Fatal error in MPI_Send

1,482 views
Skip to first unread message

Sofia P

unread,
May 27, 2015, 6:36:59 PM5/27/15
to smu...@googlegroups.com
Hello,

I am trying to run SMuFin in my server. Details:
NUMA nodes:2
Architecture: x86-64
CPUs:24
Threads per core:2
Cores per socket:6
Sockets:2
Total memory: 257903 MB
Swp:5343 MB

I run the following command:
mpirun --np 2 ./SMuFin --ref feb2015.ref.fa --normal_fastq_1 normal_at1fastqs_1.txt --normal_fastq_2 normal_at1fastqs_2.txt --tumor_fastq_1 tumor_at1fastqs_1.txt --tumor_fastq_2 tumor_at1fastqs_2.txt --cpus_per_node 8

But I get the following error after 5 hours of running:
Fatal error in MPI_Send: Invalid count, error stack:
MPI_Send(173): MPI_Send(buf=0x7f21f5d90010, count=-2120186758, MPI_CHAR, dest=0, tag=9, MPI_COMM_WORLD) failed
MPI_Send(97).: Negative count, value is -2120186758

Does it have to do with the resources I am using? Unfortunately, the server has a lot of users and I cannot use the full resources available. Do you think that it really needs more, otherwise it will keep crashing?
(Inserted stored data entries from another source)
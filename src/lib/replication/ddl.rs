use crate::error::Error;
use regex::Regex;
use std::sync::OnceLock;

/// Table referenced by a DDL statement, schema is absent when unqualified.
#[derive(Clone, Debug, PartialEq, Eq)]
pub struct TableRef {
    pub schema: Option<String>,
    pub table: String,
}

#[derive(Clone, Copy, Debug, PartialEq, Eq)]
enum TableList {
    Single,
    /// Altered table plus the target of a `RENAME [TO|AS]` clause.
    Alter,
    Multiple,
    Renames,
}

struct StatementHead {
    pattern: Regex,
    list: TableList,
}

fn statement_heads() -> &'static [StatementHead] {
    static HEADS: OnceLock<Vec<StatementHead>> = OnceLock::new();

    HEADS.get_or_init(|| {
        [
            (
                r"(?i)^ALTER[[:space:]]+(?:ONLINE[[:space:]]+|IGNORE[[:space:]]+)*TABLE[[:space:]]+",
                TableList::Alter,
            ),
            (
                r"(?i)^CREATE[[:space:]]+(?:OR[[:space:]]+REPLACE[[:space:]]+)?(?:TEMPORARY[[:space:]]+)?TABLE[[:space:]]+(?:IF[[:space:]]+NOT[[:space:]]+EXISTS[[:space:]]+)?",
                TableList::Single,
            ),
            (
                r"(?i)^DROP[[:space:]]+(?:TEMPORARY[[:space:]]+)?TABLES?[[:space:]]+(?:IF[[:space:]]+EXISTS[[:space:]]+)?",
                TableList::Multiple,
            ),
            (
                r"(?i)^RENAME[[:space:]]+TABLES?[[:space:]]+",
                TableList::Renames,
            ),
            (
                r"(?i)^TRUNCATE[[:space:]]+(?:TABLE[[:space:]]+)?",
                TableList::Single,
            ),
        ]
        .into_iter()
        .filter_map(|(pattern, list)| {
            Regex::new(pattern)
                .ok()
                .map(|pattern| StatementHead { pattern, list })
        })
        .collect()
    })
}

/// Tables touched by each table DDL statement of a query event.
///
/// Statements other than `CREATE`, `ALTER`, `DROP`, `RENAME` and `TRUNCATE` of tables
/// produce no entry, a table statement that cannot be parsed produces an error entry.
pub fn parse_ddl(query: &str) -> Vec<Result<Vec<TableRef>, Error>> {
    split_statements(&strip_comments(query))
        .into_iter()
        .filter_map(|statement| {
            let head = statement_heads()
                .iter()
                .find_map(|head| Some((head.pattern.find(&statement)?.end(), head.list)));

            head.map(|(offset, list)| {
                parse_table_list(&statement[offset..], list)
                    .ok_or_else(|| Error::DdlParse(statement.clone()))
            })
        })
        .collect()
}

fn rename_clause() -> Option<&'static Regex> {
    static RENAME: OnceLock<Option<Regex>> = OnceLock::new();

    RENAME
        .get_or_init(|| Regex::new(r"(?i)(?:^|,)[[:space:]]*RENAME[[:space:]]+").ok())
        .as_ref()
}

/// New name given by the rename clause of an `ALTER TABLE`, column and index renames are skipped.
fn renamed_table(clauses: &str) -> Option<TableRef> {
    rename_clause()?.find_iter(clauses).find_map(|clause| {
        let target = &clauses[clause.end()..];
        let (word, _) = parse_identifier(target)?;

        if ["COLUMN", "INDEX", "KEY"]
            .iter()
            .any(|keyword| word.eq_ignore_ascii_case(keyword))
        {
            return None;
        }

        let target = expect_keyword(target, "TO")
            .or_else(|| expect_keyword(target, "AS"))
            .unwrap_or(target);

        parse_table_ref(target).map(|(table, _)| table)
    })
}

fn parse_table_list(input: &str, list: TableList) -> Option<Vec<TableRef>> {
    let (first, mut rest) = parse_table_ref(input)?;
    let mut tables = vec![first];

    if list == TableList::Alter {
        tables.extend(renamed_table(rest));
        return Some(tables);
    }

    loop {
        if list == TableList::Renames {
            rest = expect_keyword(rest, "TO")?;
            let (target, remaining) = parse_table_ref(rest)?;
            tables.push(target);
            rest = remaining;
        }

        if list == TableList::Single {
            return Some(tables);
        }

        match rest.trim_start().strip_prefix(',') {
            Some(remaining) => {
                let (table, remaining) = parse_table_ref(remaining)?;
                tables.push(table);
                rest = remaining;
            }
            None => return Some(tables),
        }
    }
}

fn expect_keyword<'a>(input: &'a str, keyword: &str) -> Option<&'a str> {
    let input = input.trim_start();
    let word = input.get(..keyword.len())?;
    let rest = &input[keyword.len()..];

    let boundary = rest
        .chars()
        .next()
        .map_or(true, |char| !(char.is_alphanumeric() || char == '_' || char == '$'));

    match word.eq_ignore_ascii_case(keyword) && boundary {
        true => Some(rest),
        false => None,
    }
}

fn parse_table_ref(input: &str) -> Option<(TableRef, &str)> {
    let (first, rest) = parse_identifier(input)?;

    match rest.strip_prefix('.') {
        Some(rest) => {
            let (table, rest) = parse_identifier(rest)?;
            Some((
                TableRef {
                    schema: Some(first),
                    table,
                },
                rest,
            ))
        }
        None => Some((
            TableRef {
                schema: None,
                table: first,
            },
            rest,
        )),
    }
}

fn parse_identifier(input: &str) -> Option<(String, &str)> {
    let input = input.trim_start();

    if let Some(quoted) = input.strip_prefix('`') {
        let mut identifier = String::new();
        let mut chars = quoted.char_indices().peekable();

        while let Some((index, char)) = chars.next() {
            if char != '`' {
                identifier.push(char);
                continue;
            }

            match chars.peek() {
                Some((_, '`')) => {
                    identifier.push('`');
                    chars.next();
                }
                _ => return Some((identifier, &quoted[index + 1..])),
            }
        }

        return None;
    }

    let end = input
        .find(|char: char| !(char.is_alphanumeric() || char == '_' || char == '$'))
        .unwrap_or(input.len());

    match end {
        0 => None,
        end => Some((input[..end].to_owned(), &input[end..])),
    }
}

fn strip_comments(query: &str) -> String {
    let mut result = String::with_capacity(query.len());
    let mut rest = query;

    while let Some(start) = rest.find("/*") {
        result.push_str(&rest[..start]);
        result.push(' ');
        rest = match rest[start + 2..].find("*/") {
            Some(end) => &rest[start + 2 + end + 2..],
            None => "",
        };
    }

    result.push_str(rest);

    result
        .lines()
        .map(|line| match line.find("-- ") {
            Some(start) => &line[..start],
            None => line,
        })
        .collect::<Vec<_>>()
        .join("\n")
}

fn split_statements(query: &str) -> Vec<String> {
    let mut statements = Vec::new();
    let mut current = String::new();
    let mut quote: Option<char> = None;
    let mut chars = query.chars().peekable();

    while let Some(char) = chars.next() {
        match (quote, char) {
            (None, ';') => {
                statements.push(std::mem::take(&mut current));
                continue;
            }
            (None, '\'' | '"' | '`') => quote = Some(char),
            (Some('\'' | '"'), '\\') => {
                current.push(char);
                current.extend(chars.next());
                continue;
            }
            (Some(open), _) if open == char => match chars.peek() {
                Some(next) if *next == open => {
                    current.push(char);
                    current.extend(chars.next());
                    continue;
                }
                _ => quote = None,
            },
            _ => {}
        }

        current.push(char);
    }

    statements.push(current);

    statements
        .into_iter()
        .map(|statement| statement.trim().to_owned())
        .filter(|statement| !statement.is_empty())
        .collect()
}

#[cfg(test)]
mod tests {
    use super::*;

    fn table(schema: Option<&str>, table: &str) -> TableRef {
        TableRef {
            schema: schema.map(Into::into),
            table: table.into(),
        }
    }

    fn parsed(query: &str) -> Vec<Vec<TableRef>> {
        parse_ddl(query)
            .into_iter()
            .map(|statement| statement.unwrap())
            .collect()
    }

    #[test]
    fn extracts_altered_table() {
        assert_eq!(
            parsed("ALTER TABLE users ADD COLUMN age INT"),
            vec![vec![table(None, "users")]]
        );
    }

    #[test]
    fn extracts_qualified_and_quoted_names() {
        assert_eq!(
            parsed("alter table `app`.`user``s` drop column age"),
            vec![vec![table(Some("app"), "user`s")]]
        );
    }

    #[test]
    fn extracts_created_table_with_modifiers() {
        assert_eq!(
            parsed("CREATE TEMPORARY TABLE IF NOT EXISTS app.tmp_orders (id INT)"),
            vec![vec![table(Some("app"), "tmp_orders")]]
        );
    }

    #[test]
    fn extracts_every_dropped_table() {
        assert_eq!(
            parsed("DROP TABLE IF EXISTS `orders`, app.items /* generated by server */"),
            vec![vec![table(None, "orders"), table(Some("app"), "items")]]
        );
    }

    #[test]
    fn extracts_both_sides_of_rename() {
        assert_eq!(
            parsed("RENAME TABLE users TO users_old, users_new TO app.users"),
            vec![vec![
                table(None, "users"),
                table(None, "users_old"),
                table(None, "users_new"),
                table(Some("app"), "users"),
            ]]
        );
    }

    #[test]
    fn extracts_new_name_of_table_renamed_by_alter() {
        assert_eq!(
            parsed("ALTER TABLE users RENAME TO users_old"),
            vec![vec![table(None, "users"), table(None, "users_old")]]
        );
        assert_eq!(
            parsed("ALTER TABLE app.users ADD COLUMN age INT, RENAME AS archive.users"),
            vec![vec![table(Some("app"), "users"), table(Some("archive"), "users")]]
        );
        assert_eq!(
            parsed("ALTER TABLE users RENAME tomorrow"),
            vec![vec![table(None, "users"), table(None, "tomorrow")]]
        );
    }

    #[test]
    fn ignores_column_and_index_renames() {
        assert_eq!(
            parsed("ALTER TABLE users RENAME COLUMN email TO mail, RENAME INDEX idx TO idx_mail"),
            vec![vec![table(None, "users")]]
        );
    }

    #[test]
    fn keeps_escaped_quotes_inside_string_literals() {
        assert_eq!(
            parsed("ALTER TABLE a COMMENT 'it\\'s'; ALTER TABLE users ADD c INT"),
            vec![vec![table(None, "a")], vec![table(None, "users")]]
        );
        assert_eq!(
            parsed("ALTER TABLE a COMMENT \"say \"\"hi\"\";\"; ALTER TABLE users ADD c INT"),
            vec![vec![table(None, "a")], vec![table(None, "users")]]
        );
    }

    #[test]
    fn extracts_truncated_table_with_optional_keyword() {
        assert_eq!(
            parsed("TRUNCATE TABLE users; TRUNCATE sessions"),
            vec![vec![table(None, "users")], vec![table(None, "sessions")]]
        );
    }

    #[test]
    fn ignores_non_table_statements() {
        assert!(parse_ddl("BEGIN").is_empty());
        assert!(parse_ddl("CREATE INDEX idx ON users (email)").is_empty());
        assert!(parse_ddl("INSERT INTO log VALUES ('a;b')").is_empty());
    }

    #[test]
    fn reports_table_statement_without_name() {
        let statements = parse_ddl("ALTER TABLE .users; ALTER TABLE users ENGINE=InnoDB");

        assert!(matches!(statements[0], Err(Error::DdlParse(_))));
        assert_eq!(
            statements[1].as_ref().unwrap(),
            &vec![table(None, "users")]
        );
    }
}
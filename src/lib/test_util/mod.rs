#[macro_use]
mod macros;
mod journal;
mod metadata;
mod value;

pub use journal::{Journal, JournalEntry, MemoryPositionStore, RecordingSink};
pub use metadata::FakeMetadataSource;
pub use value::{IntoBinlogValue, NoneValue, NullValue};
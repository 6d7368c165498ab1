use std::fmt::{Display, Formatter};
use std::str::FromStr;

use thiserror::Error;

use sieve_normalize::{InvalidNameError, PackageName};
use sieve_pep440::{Version, VersionParseError};
use sieve_platform_tags::{Tag, TagCompatibility, Tags};

#[derive(Debug, Clone, Eq, PartialEq)]
pub struct WheelFilename {
    pub name: PackageName,
    pub version: Version,
    pub build_tag: Option<String>,
    pub python_tag: Vec<String>,
    pub abi_tag: Vec<String>,
    pub platform_tag: Vec<String>,
}

impl FromStr for WheelFilename {
    type Err = WheelFilenameError;

    fn from_str(filename: &str) -> Result<Self, Self::Err> {
        let stem = filename.strip_suffix(".whl").ok_or_else(|| {
            WheelFilenameError::InvalidWheelFileName(
                filename.to_string(),
                "Must end with .whl".to_string(),
            )
        })?;
        Self::parse(filename, stem)
    }
}

impl WheelFilename {
    fn parse(filename: &str, stem: &str) -> Result<Self, WheelFilenameError> {
        // The wheel filename should contain either five or six entries. If six, then the third
        // entry is the build tag. If five, then the third entry is the Python tag.
        // https://www.python.org/dev/peps/pep-0427/#file-name-convention
        let mut parts = stem.split('-');

        let name = parts.next().unwrap_or_default();

        let Some(version) = parts.next() else {
            return Err(WheelFilenameError::InvalidWheelFileName(
                filename.to_string(),
                "Must have a version".to_string(),
            ));
        };

        let Some(build_tag_or_python_tag) = parts.next() else {
            return Err(WheelFilenameError::InvalidWheelFileName(
                filename.to_string(),
                "Must have a Python tag".to_string(),
            ));
        };

        let Some(python_tag_or_abi_tag) = parts.next() else {
            return Err(WheelFilenameError::InvalidWheelFileName(
                filename.to_string(),
                "Must have an ABI tag".to_string(),
            ));
        };

        let Some(abi_tag_or_platform_tag) = parts.next() else {
            return Err(WheelFilenameError::InvalidWheelFileName(
                filename.to_string(),
                "Must have a platform tag".to_string(),
            ));
        };

        let (build_tag, python_tag, abi_tag, platform_tag) =
            if let Some(platform_tag) = parts.next() {
                if parts.next().is_some() {
                    return Err(WheelFilenameError::InvalidWheelFileName(
                        filename.to_string(),
                        "Must have 5 or 6 components, but has more".to_string(),
                    ));
                }
                if !build_tag_or_python_tag.starts_with(|c: char| c.is_ascii_digit()) {
                    return Err(WheelFilenameError::InvalidWheelFileName(
                        filename.to_string(),
                        "The build tag must start with a digit".to_string(),
                    ));
                }
                (
                    Some(build_tag_or_python_tag.to_string()),
                    python_tag_or_abi_tag,
                    abi_tag_or_platform_tag,
                    platform_tag,
                )
            } else {
                (
                    None,
                    build_tag_or_python_tag,
                    python_tag_or_abi_tag,
                    abi_tag_or_platform_tag,
                )
            };

        let name = PackageName::from_str(name)
            .map_err(|err| WheelFilenameError::InvalidPackageName(filename.to_string(), err))?;
        let version = Version::from_str(version)
            .map_err(|err| WheelFilenameError::InvalidVersion(filename.to_string(), err))?;
        Ok(Self {
            name,
            version,
            build_tag,
            python_tag: python_tag.split('.').map(String::from).collect(),
            abi_tag: abi_tag.split('.').map(String::from).collect(),
            platform_tag: platform_tag.split('.').map(String::from).collect(),
        })
    }

    /// Return the [`TagCompatibility`] of the wheel with the given tags
    pub fn compatibility(&self, compatible_tags: &Tags) -> TagCompatibility {
        compatible_tags.compatibility(&self.python_tag, &self.abi_tag, &self.platform_tag)
    }

    /// Expand the compressed tag set into every `(python, abi, platform)` triple it names, in
    /// filename order.
    ///
    /// `py2.py3-none-any` expands to `py2-none-any` and `py3-none-any`.
    pub fn tags(&self) -> Vec<Tag> {
        let mut tags =
            Vec::with_capacity(self.python_tag.len() * self.abi_tag.len() * self.platform_tag.len());
        for python in &self.python_tag {
            for abi in &self.abi_tag {
                for platform in &self.platform_tag {
                    tags.push(Tag::new(python, abi, platform));
                }
            }
        }
        tags
    }

    /// Get the tag for this wheel.
    pub fn get_tag(&self) -> String {
        format!(
            "{}-{}-{}",
            self.python_tag.join("."),
            self.abi_tag.join("."),
            self.platform_tag.join(".")
        )
    }
}

impl Display for WheelFilename {
    fn fmt(&self, f: &mut Formatter<'_>) -> std::fmt::Result {
        write!(
            f,
            "{}-{}-{}.whl",
            self.name.as_str().replace('-', "_"),
            self.version,
            self.get_tag()
        )
    }
}

#[derive(Error, Debug, Clone)]
pub enum WheelFilenameError {
    #[error("The wheel filename \"{0}\" is invalid: {1}")]
    InvalidWheelFileName(String, String),
    #[error("The wheel filename \"{0}\" has an invalid version part: {1}")]
    InvalidVersion(String, #[source] VersionParseError),
    #[error("The wheel filename \"{0}\" has an invalid package name")]
    InvalidPackageName(String, #[source] InvalidNameError),
}

#[cfg(test)]
mod tests {
    use sieve_platform_tags::IncompatibleTag;

    use super::*;

    #[test]
    fn err_not_whl_extension() {
        let err = WheelFilename::from_str("foo.rs").unwrap_err();
        insta::assert_snapshot!(err, @r#"The wheel filename "foo.rs" is invalid: Must end with .whl"#);
    }

    #[test]
    fn err_1_part_no_version() {
        let err = WheelFilename::from_str("foo.whl").unwrap_err();
        insta::assert_snapshot!(err, @r#"The wheel filename "foo.whl" is invalid: Must have a version"#);
    }

    #[test]
    fn err_4_part_no_platformtag() {
        let err = WheelFilename::from_str("foo-version-python-abi.whl").unwrap_err();
        insta::assert_snapshot!(err, @r#"The wheel filename "foo-version-python-abi.whl" is invalid: Must have a platform tag"#);
    }

    #[test]
    fn err_too_many_parts() {
        let err =
            WheelFilename::from_str("foo-1.2.3-202-python-abi-platform-oops.whl").unwrap_err();
        insta::assert_snapshot!(err, @r#"The wheel filename "foo-1.2.3-202-python-abi-platform-oops.whl" is invalid: Must have 5 or 6 components, but has more"#);
    }

    #[test]
    fn err_build_tag_without_digit() {
        let err = WheelFilename::from_str("foo-1.2.3-build-python-abi-platform.whl").unwrap_err();
        insta::assert_snapshot!(err, @r#"The wheel filename "foo-1.2.3-build-python-abi-platform.whl" is invalid: The build tag must start with a digit"#);
    }

    #[test]
    fn err_invalid_package_name() {
        let err = WheelFilename::from_str("f!oo-1.2.3-python-abi-platform.whl").unwrap_err();
        insta::assert_snapshot!(err, @r#"The wheel filename "f!oo-1.2.3-python-abi-platform.whl" has an invalid package name"#);
    }

    #[test]
    fn err_invalid_version() {
        let err = WheelFilename::from_str("foo-x.y.z-python-abi-platform.whl").unwrap_err();
        insta::assert_snapshot!(err, @r#"The wheel filename "foo-x.y.z-python-abi-platform.whl" has an invalid version part: Version `x.y.z` doesn't match PEP 440 rules"#);
    }

    #[test]
    fn ok_build_tag() {
        let wheel = WheelFilename::from_str("foo-1.2.3-1a-python-abi-platform.whl").unwrap();
        assert_eq!(wheel.build_tag.as_deref(), Some("1a"));
        assert_eq!(wheel.get_tag(), "python-abi-platform");
    }

    #[test]
    fn expands_compressed_tags() {
        let wheel = WheelFilename::from_str("simple.dist-0.1-py2.py3-none-any.whl").unwrap();
        assert_eq!(wheel.name.as_str(), "simple-dist");
        let tags = wheel
            .tags()
            .iter()
            .map(ToString::to_string)
            .collect::<Vec<_>>();
        assert_eq!(tags, ["py2-none-any", "py3-none-any"]);
        assert_eq!(wheel.to_string(), "simple_dist-0.1-py2.py3-none-any.whl");
    }

    #[test]
    fn compatibility_against_supported_tags() {
        let wheel = WheelFilename::from_str("simple.dist-0.1-py2.py3-none-any.whl").unwrap();
        let py2 = Tags::from_strs(&["py2-none-any"]).unwrap();
        let py1 = Tags::from_strs(&["py1-none-any"]).unwrap();
        assert!(wheel.compatibility(&py2).is_compatible());
        assert_eq!(
            wheel.compatibility(&py1),
            TagCompatibility::Incompatible(IncompatibleTag::Python)
        );
    }
}
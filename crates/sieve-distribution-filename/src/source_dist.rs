use std::fmt::{Display, Formatter};
use std::str::FromStr;
use std::sync::LazyLock;

use regex::Regex;
use thiserror::Error;

use sieve_normalize::PackageName;
use sieve_pep440::{Version, VersionParseError};

/// A `-pyX.Y` suffix naming the interpreter a source archive was built for.
static PYTHON_VERSION_SUFFIX: LazyLock<Regex> = LazyLock::new(|| {
    Regex::new(r"-py([123]\.?[0-9]?)$").expect("the python version suffix regex is valid")
});

#[derive(Clone, Copy, Debug, PartialEq, Eq, Hash)]
pub enum SourceDistExtension {
    Zip,
    TarGz,
    Tgz,
    TarBz2,
    Tbz,
    Tar,
}

impl FromStr for SourceDistExtension {
    type Err = String;

    fn from_str(s: &str) -> Result<Self, Self::Err> {
        Ok(match s {
            "zip" => Self::Zip,
            "tar.gz" => Self::TarGz,
            "tgz" => Self::Tgz,
            "tar.bz2" => Self::TarBz2,
            "tbz" => Self::Tbz,
            "tar" => Self::Tar,
            other => return Err(other.to_string()),
        })
    }
}

impl Display for SourceDistExtension {
    fn fmt(&self, f: &mut Formatter<'_>) -> std::fmt::Result {
        match self {
            Self::Zip => f.write_str("zip"),
            Self::TarGz => f.write_str("tar.gz"),
            Self::Tgz => f.write_str("tgz"),
            Self::TarBz2 => f.write_str("tar.bz2"),
            Self::Tbz => f.write_str("tbz"),
            Self::Tar => f.write_str("tar"),
        }
    }
}

impl SourceDistExtension {
    /// Split a filename into its stem and archive extension.
    pub fn from_filename(filename: &str) -> Option<(&str, Self)> {
        [
            (".tar.gz", Self::TarGz),
            (".tgz", Self::Tgz),
            (".tar.bz2", Self::TarBz2),
            (".tbz", Self::Tbz),
            (".tar", Self::Tar),
            (".zip", Self::Zip),
        ]
        .into_iter()
        .find_map(|(suffix, extension)| {
            filename
                .strip_suffix(suffix)
                .map(|stem| (stem, extension))
        })
    }
}

/// Note that this is a normalized and not an exact representation, keep the original string if you
/// need the latter.
#[derive(Clone, Debug, PartialEq, Eq)]
pub struct SourceDistFilename {
    pub name: PackageName,
    pub version: Version,
    pub extension: SourceDistExtension,
    /// The `X.Y` from a `-pyX.Y` suffix, if the archive names the interpreter it was built for.
    pub python_version: Option<String>,
}

impl SourceDistFilename {
    /// No `FromStr` impl since we need to know the package name to be able to reasonable parse
    /// these (consider e.g. `a-1-1.zip`)
    ///
    /// The name is matched at each `-` in turn, so `foo-bar-1.0.zip` is found for `foo-bar` and
    /// `gmpy2-2.0.zip` is never mistaken for `gmpy`.
    pub fn parse(
        filename: &str,
        package_name: &PackageName,
    ) -> Result<Self, SourceDistFilenameError> {
        let Some((stem, extension)) = SourceDistExtension::from_filename(filename) else {
            return Err(SourceDistFilenameError {
                filename: filename.to_string(),
                kind: SourceDistFilenameErrorKind::Extension,
            });
        };

        let Some(version) = strip_package_name(stem, package_name) else {
            return Err(SourceDistFilenameError {
                filename: filename.to_string(),
                kind: SourceDistFilenameErrorKind::Filename(package_name.clone()),
            });
        };

        let (version, python_version) = match PYTHON_VERSION_SUFFIX.captures(version) {
            Some(captures) => {
                let suffix = captures.get(0).map_or(0, |suffix| suffix.start());
                (
                    &version[..suffix],
                    captures.get(1).map(|python| python.as_str().to_string()),
                )
            }
            None => (version, None),
        };

        let version = Version::from_str(version).map_err(|err| SourceDistFilenameError {
            filename: filename.to_string(),
            kind: SourceDistFilenameErrorKind::Version(err),
        })?;

        Ok(Self {
            name: package_name.clone(),
            version,
            extension,
            python_version,
        })
    }
}

/// Find the first `-` at which the text before it is `package_name`, and return the text after.
pub(crate) fn strip_package_name<'a>(stem: &'a str, package_name: &PackageName) -> Option<&'a str> {
    stem.match_indices('-').find_map(|(index, _)| {
        let (name, rest) = (&stem[..index], &stem[index + 1..]);
        (package_name.matches(name) && !rest.is_empty()).then_some(rest)
    })
}

impl Display for SourceDistFilename {
    fn fmt(&self, f: &mut Formatter<'_>) -> std::fmt::Result {
        write!(f, "{}-{}", self.name, self.version)?;
        if let Some(python_version) = &self.python_version {
            write!(f, "-py{python_version}")?;
        }
        write!(f, ".{}", self.extension)
    }
}

#[derive(Error, Debug, Clone)]
pub struct SourceDistFilenameError {
    filename: String,
    kind: SourceDistFilenameErrorKind,
}

impl Display for SourceDistFilenameError {
    fn fmt(&self, f: &mut Formatter<'_>) -> std::fmt::Result {
        write!(
            f,
            "Failed to parse source distribution filename {}: {}",
            self.filename, self.kind
        )
    }
}

#[derive(Error, Debug, Clone)]
enum SourceDistFilenameErrorKind {
    #[error("Name doesn't start with package name {0}")]
    Filename(PackageName),
    #[error(
        "Source distributions filenames must end with .tar.gz, .tgz, .tar.bz2, .tbz, .tar or .zip"
    )]
    Extension,
    #[error("Version section is invalid: {0}")]
    Version(#[from] VersionParseError),
}

#[cfg(test)]
mod tests {
    use std::str::FromStr;

    use sieve_normalize::PackageName;

    use crate::{SourceDistExtension, SourceDistFilename};

    fn parse(filename: &str, name: &str) -> SourceDistFilename {
        SourceDistFilename::parse(filename, &PackageName::from_str(name).unwrap()).unwrap()
    }

    /// Only test already normalized names since the parsing is lossy
    #[test]
    fn roundtrip() {
        for normalized in [
            "foo-lib-1.2.3.zip",
            "foo-lib-1.2.3a3.zip",
            "foo-lib-1.2.3.tar.gz",
            "foo-lib-1.2.3.tgz",
            "foo-lib-1.2.3.tar.bz2",
            "foo-lib-1.2.3.tbz",
            "foo-lib-1.2.3.tar",
            "foo-lib-1.2.3-py2.7.tar.gz",
        ] {
            assert_eq!(parse(normalized, "foo_lib").to_string(), normalized);
        }
    }

    #[test]
    fn python_version_suffix() {
        let filename = parse("foo-1.0-py2.7.tar.gz", "foo");
        assert_eq!(filename.version.to_string(), "1.0");
        assert_eq!(filename.python_version.as_deref(), Some("2.7"));
        assert_eq!(filename.extension, SourceDistExtension::TarGz);
    }

    #[test]
    fn no_partial_name_match() {
        let gmpy = PackageName::from_str("gmpy").unwrap();
        assert!(SourceDistFilename::parse("gmpy2-2.0.tar.gz", &gmpy).is_err());
        assert_eq!(
            SourceDistFilename::parse("gmpy-1.15.tar.gz", &gmpy)
                .unwrap()
                .version
                .to_string(),
            "1.15"
        );
    }

    #[test]
    fn errors() {
        for invalid in ["b-1.2.3.zip", "a-1.2.3-gamma.3.zip", "a-1.2.3.tar.zstd", "a-.zip"] {
            assert!(
                SourceDistFilename::parse(invalid, &PackageName::from_str("a").unwrap()).is_err()
            );
        }
        let err = SourceDistFilename::parse("a-1.0.rar", &PackageName::from_str("a").unwrap())
            .unwrap_err();
        insta::assert_snapshot!(err, @"Failed to parse source distribution filename a-1.0.rar: Source distributions filenames must end with .tar.gz, .tgz, .tar.bz2, .tbz, .tar or .zip");
    }

    #[test]
    fn name_too_long() {
        assert!(
            SourceDistFilename::parse("foo.zip", &PackageName::from_str("foo-lib").unwrap())
                .is_err()
        );
    }
}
I tried to calculate the memory that should be available according to my samples in order for the program to run, and it didn't seem to exceed the available memory on the server.

Thank you for your time!
Sofia

SMufin

unread,
May 29, 2015, 6:40:28 AM5/29/15
to smu...@googlegroups.com
Hi Sofia,

Your resources seems to be enough to run SMUFIN. I would like you could answer some questions to try guess what is happening:

- How much time does it run?

- Does SMUFIN produce any file in the reference genome folder? It should

Thanks

sofi...@yahoo.gr

unread,
May 29, 2015, 1:54:58 PM5/29/15
to smu...@googlegroups.com
Hello, thank you for your response!

The programme runs 9 hours and then stops and displays the message. I have all of my files (including the reference genome) in the smufin_0.9.3_mpi_beta folder, and unfortunately I do not see any output file there from the program.
Should I see a specific intermediate file there?

sofi...@yahoo.gr

unread,
Jun 2, 2015, 4:42:40 AM6/2/15
to smu...@googlegroups.com
Regarding to my previous response, I run it on a different server this time with the same number of threads but more cpus and it gives me this error:

*** An error occurred in MPI_Send
*** on communicator MPI_COMM_WORLD
*** MPI_ERR_COUNT: invalid count argument
*** MPI_ERRORS_ARE_FATAL: your MPI job will now abort
--------------------------------------------------------------------------
mpirun has exited due to process rank 1 with PID 13862 on
node pevzner exiting improperly. There are two reasons this could occur:

1. this process did not call "init" before exiting, but others in
the job did. This can cause a job to hang indefinitely while it waits
for all processes to call "init". By rule, if one process calls "init",
then ALL processes must call "init" prior to termination.

2. this process called "init", but exited without calling "finalize".
By rule, all processes that call "init" MUST call "finalize" prior to
exiting or it will be considered an "abnormal termination"

This may have caused other processes in the application to be
terminated by signals sent by mpirun (as reported here).

sofi...@yahoo.gr

unread,
Jun 4, 2015, 9:24:04 AM6/4/15
to smu...@googlegroups.com
And in the first server the error is:

montse

unread,
Jun 5, 2015, 8:18:15 AM6/5/15
to smu...@googlegroups.com
Hi,

One of the first steps of SMUFIN that should take much less than 9 hours is to create the genome indexes to perform the final alignments.  In the folder where the reference genome "feb2015.ref.fa"  is located you should observe other files named "feb2015.ref.fa.amb", "feb2015.ref.fa.ann", "feb2015.ref.fa.bwt", etc.

If thous files do not appear, it might be due to a problem with BWA, producing the program to be unable to use the aligner.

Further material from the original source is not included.